Manaus: O que os governos federal, estadual e municipal fizeram de errado?
O colapso do sistema de saúde em Manaus (AM) no início de 2021 se deve a diversos fatores, que vão do climático às mutações do novo coronavírus. A administração pública, porém, também deve explicações: Afinal, o que os governos federal, estadual e municipal fizeram de errado ao ponto de faltarem botijões de oxigênio nas unidades de saúde?
Na quinta-feira (14), 2.516 novos casos do novo coronavírus foram registrados em Manaus e 1.300 no restante do estado do Amazonas, parte deles transferidos para a capital.
Negacionismo
Em julho do ano passado, logo após o primeiro colapso do sistema de saúde em Manaus, o médico Luis Alberto Nicolau, coordenador do hospital de campanha da capital, e o governador Wilson Lima (PSC) decretaram formalmente o fim da pandemia na cidade.

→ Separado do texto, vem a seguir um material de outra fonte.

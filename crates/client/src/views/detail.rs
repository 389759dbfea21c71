//! Book detail view and add-to-cart.

use askama::Template;
use bookshelf_core::{Book, BookId, Review};
use tracing::{instrument, warn};

use super::reviews::{self, ReviewInput, ReviewView};
use super::{Outcome, stock_label};
use crate::cart::AddOutcome;
use crate::error::{ActionError, Result};
use crate::notice::Notice;
use crate::storage::DurableStore;
use crate::storefront::Storefront;

pub const LOGIN_TO_ADD: &str = "Please log in to add items to the cart";
pub const OUT_OF_STOCK: &str = "This book is out of stock";

/// Book detail actions.
#[derive(Debug, Clone, PartialEq, Eq)]
pub enum DetailCommand {
    Show(BookId),
    AddToCart(BookId),
    Review(ReviewInput),
}

/// Book display data for the detail template.
#[derive(Debug, Clone)]
pub struct BookDetailView {
    pub id: String,
    pub title: String,
    pub author: String,
    pub author_bio: String,
    pub price: String,
    pub stock: String,
    pub description: String,
    pub cover: Option<String>,
    /// Out-of-stock books cannot be added to the cart.
    pub can_add: bool,
}

impl From<&Book> for BookDetailView {
    fn from(book: &Book) -> Self {
        Self {
            id: book.id.to_string(),
            title: book.title.clone(),
            author: book.author.name.clone(),
            author_bio: book.author.bio.clone(),
            price: book.price.to_string(),
            stock: stock_label(book.stock),
            description: book.description.clone(),
            cover: book.cover_image.clone(),
            can_add: book.in_stock(),
        }
    }
}

/// Book detail page template.
#[derive(Template)]
#[template(path = "detail.txt")]
pub struct BookDetailTemplate {
    pub book: BookDetailView,
    pub reviews: Vec<ReviewView>,
    /// Replaces the review list when empty or unavailable.
    pub reviews_note: Option<String>,
}

impl BookDetailTemplate {
    /// `reviews` is `None` when they could not be loaded.
    #[must_use]
    pub fn new(book: &Book, reviews: Option<&[Review]>) -> Self {
        let reviews_note = match reviews {
            None => Some("Could not load reviews".to_string()),
            Some([]) => Some("No reviews yet".to_string()),
            Some(_) => None,
        };
        Self {
            book: BookDetailView::from(book),
            reviews: reviews
                .unwrap_or_default()
                .iter()
                .map(ReviewView::from)
                .collect(),
            reviews_note,
        }
    }
}

#[instrument(skip(storefront))]
pub(crate) async fn handle<S: DurableStore>(storefront: &mut Storefront<S>, command: DetailCommand) -> Outcome {
    match command {
        DetailCommand::Show(id) => show(storefront, id).await.into(),
        DetailCommand::AddToCart(id) => add_to_cart(storefront, id).await.into(),
        DetailCommand::Review(input) => reviews::submit(storefront, &input).await.into(),
    }
}

async fn show<S: DurableStore>(storefront: &Storefront<S>, id: BookId) -> Result<Outcome> {
    let token = storefront.session.token();
    let book = storefront
        .api
        .book(id, token)
        .await
        .map_err(|err| ActionError::from_api(err, "Could not load the book", "Could not load the book"))?;

    // Reviews failing only degrades their section
    let reviews = match storefront.api.reviews(id, token).await {
        Ok(page) => Some(page.results),
        Err(err) => {
            warn!(book_id = %id, error = %err, "could not load reviews");
            None
        }
    };

    let screen = BookDetailTemplate::new(&book, reviews.as_deref()).render()?;
    Ok(Outcome::screen(screen))
}

async fn add_to_cart<S: DurableStore>(storefront: &mut Storefront<S>, id: BookId) -> Result<Outcome> {
    let Some(token) = storefront.session.token() else {
        return Err(ActionError::validation(LOGIN_TO_ADD));
    };

    let book = storefront
        .api
        .book(id, Some(token))
        .await
        .map_err(|err| ActionError::from_api(err, "Could not add to cart", "Could not add to cart"))?;
    if !book.in_stock() {
        return Err(ActionError::validation(OUT_OF_STOCK));
    }

    let message = match storefront.cart.add(id, Some(book))? {
        AddOutcome::Added => "Added to cart",
        AddOutcome::Incremented => "Quantity increased",
    };
    Ok(Outcome::notice(Notice::success(message)))
}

"Nós estamos declarando hoje por encerrado a covid em Manaus", afirmou o médico. "Pelos dados que nós temos, não acreditamos em segunda onda." Pouco depois, o governador divulgou o boletim da FVS (Fundação de Vigilância em Saúde), segundo o qual "não há nenhum registro de óbito por coronavírus na capital (...), uma notícia alentadora".
Desde março os dados de predição para não saturar o sistema de saúde estão lá. Em dezembro, os entes federativos já tinham os dados."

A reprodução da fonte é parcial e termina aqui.